+++ Given records +++

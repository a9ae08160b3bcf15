//! Source-article supplier boundary.
//!
//! The pipeline consumes articles through [`ArticleSource`]: given an
//! identifier, return raw text, headline, source label, and publication
//! time. Both failure modes (`NotFound`, `Fetch`) map to a run start
//! failure — the run never begins and nothing is persisted.

use async_trait::async_trait;
use chrono::{DateTime, TimeZone, Utc};
use serde::{Deserialize, Serialize};
use std::path::PathBuf;

/// Raw source article as delivered by a supplier.
#[derive(Debug, Clone, PartialEq, Serialize, Deserialize)]
pub struct Article {
    pub id: String,
    pub headline: String,
    pub body: String,
    /// Source label, e.g. the outlet name
    pub source: String,
    pub published_at: DateTime<Utc>,
}

/// Article supplier failures.
#[derive(Debug, Clone, thiserror::Error)]
pub enum SourceError {
    #[error("article '{0}' not found")]
    NotFound(String),

    #[error("fetch error for '{id}': {reason}")]
    Fetch { id: String, reason: String },
}

/// Trait abstracting where source articles come from.
#[async_trait]
pub trait ArticleSource: Send + Sync {
    /// Fetch one article by identifier.
    async fn fetch(&self, article_id: &str) -> Result<Article, SourceError>;

    /// Human-readable name for logging (e.g. "file", "sample").
    fn source_name(&self) -> &'static str;
}

// ============================================================================
// File Source
// ============================================================================

/// Reads articles from `<dir>/<article_id>.json`.
pub struct FileSource {
    dir: PathBuf,
}

impl FileSource {
    pub fn new(dir: impl Into<PathBuf>) -> Self {
        Self { dir: dir.into() }
    }
}

#[async_trait]
impl ArticleSource for FileSource {
    async fn fetch(&self, article_id: &str) -> Result<Article, SourceError> {
        let path = self.dir.join(format!("{article_id}.json"));
        if !path.exists() {
            return Err(SourceError::NotFound(article_id.to_string()));
        }
        let raw = tokio::fs::read_to_string(&path)
            .await
            .map_err(|e| SourceError::Fetch {
                id: article_id.to_string(),
                reason: e.to_string(),
            })?;
        serde_json::from_str(&raw).map_err(|e| SourceError::Fetch {
            id: article_id.to_string(),
            reason: format!("invalid article JSON: {e}"),
        })
    }

    fn source_name(&self) -> &'static str {
        "file"
    }
}

// ============================================================================
// Sample Source
// ============================================================================

/// Serves the built-in demonstration article for any requested id.
pub struct SampleSource;

#[async_trait]
impl ArticleSource for SampleSource {
    async fn fetch(&self, article_id: &str) -> Result<Article, SourceError> {
        let mut article = sample_article();
        article.id = article_id.to_string();
        Ok(article)
    }

    fn source_name(&self) -> &'static str {
        "sample"
    }
}

/// Built-in demonstration article (a politics story that seeds a full
/// pipeline run without any external supplier).
pub fn sample_article() -> Article {
    Article {
        id: "sample-001".to_string(),
        headline: "Unity Party edges ahead as election race tightens".to_string(),
        body: "With the national election approaching, the latest round of polls \
               shows the Unity Party narrowly ahead of the Heritage Party, while \
               the Forward Alliance trails in third. Analysts at the Electoral \
               Institute caution that the parliament arithmetic remains volatile \
               and that turnout will decide dozens of marginal seats."
            .to_string(),
        source: "National Wire".to_string(),
        published_at: Utc.with_ymd_and_hms(2026, 8, 20, 9, 30, 0)
            .single()
            .unwrap_or_else(Utc::now),
    }
}

#[cfg(test)]
mod tests {
    use super::*;

    #[tokio::test]
    async fn test_file_source_not_found() {
        let dir = tempfile::tempdir().unwrap();
        let source = FileSource::new(dir.path());
        let err = source.fetch("missing").await.unwrap_err();
        assert!(matches!(err, SourceError::NotFound(_)));
    }

    #[tokio::test]
    async fn test_file_source_round_trip() {
        let dir = tempfile::tempdir().unwrap();
        let article = sample_article();
        let path = dir.path().join(format!("{}.json", article.id));
        std::fs::write(&path, serde_json::to_string(&article).unwrap()).unwrap();

        let source = FileSource::new(dir.path());
        let fetched = source.fetch(&article.id).await.unwrap();
        assert_eq!(fetched, article);
    }

    #[tokio::test]
    async fn test_file_source_invalid_json_is_fetch_error() {
        let dir = tempfile::tempdir().unwrap();
        std::fs::write(dir.path().join("bad.json"), "{ not json").unwrap();

        let source = FileSource::new(dir.path());
        let err = source.fetch("bad").await.unwrap_err();
        assert!(matches!(err, SourceError::Fetch { .. }));
    }

    #[tokio::test]
    async fn test_sample_source_stamps_requested_id() {
        let article = SampleSource.fetch("article-7").await.unwrap();
        assert_eq!(article.id, "article-7");
        assert!(!article.body.is_empty());
    }
}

+++

Problem
Reprint exactly the lines above that start at the one with "article.id = article_id.to_string();" and end at the one with "any external supplier).", keeping both and adding none.

Answer to this task
        article.id = article_id.to_string();
        Ok(article)
    }

    fn source_name(&self) -> &'static str {
        "sample"
    }
}

/// Built-in demonstration article (a politics story that seeds a full
/// pipeline run without any external supplier).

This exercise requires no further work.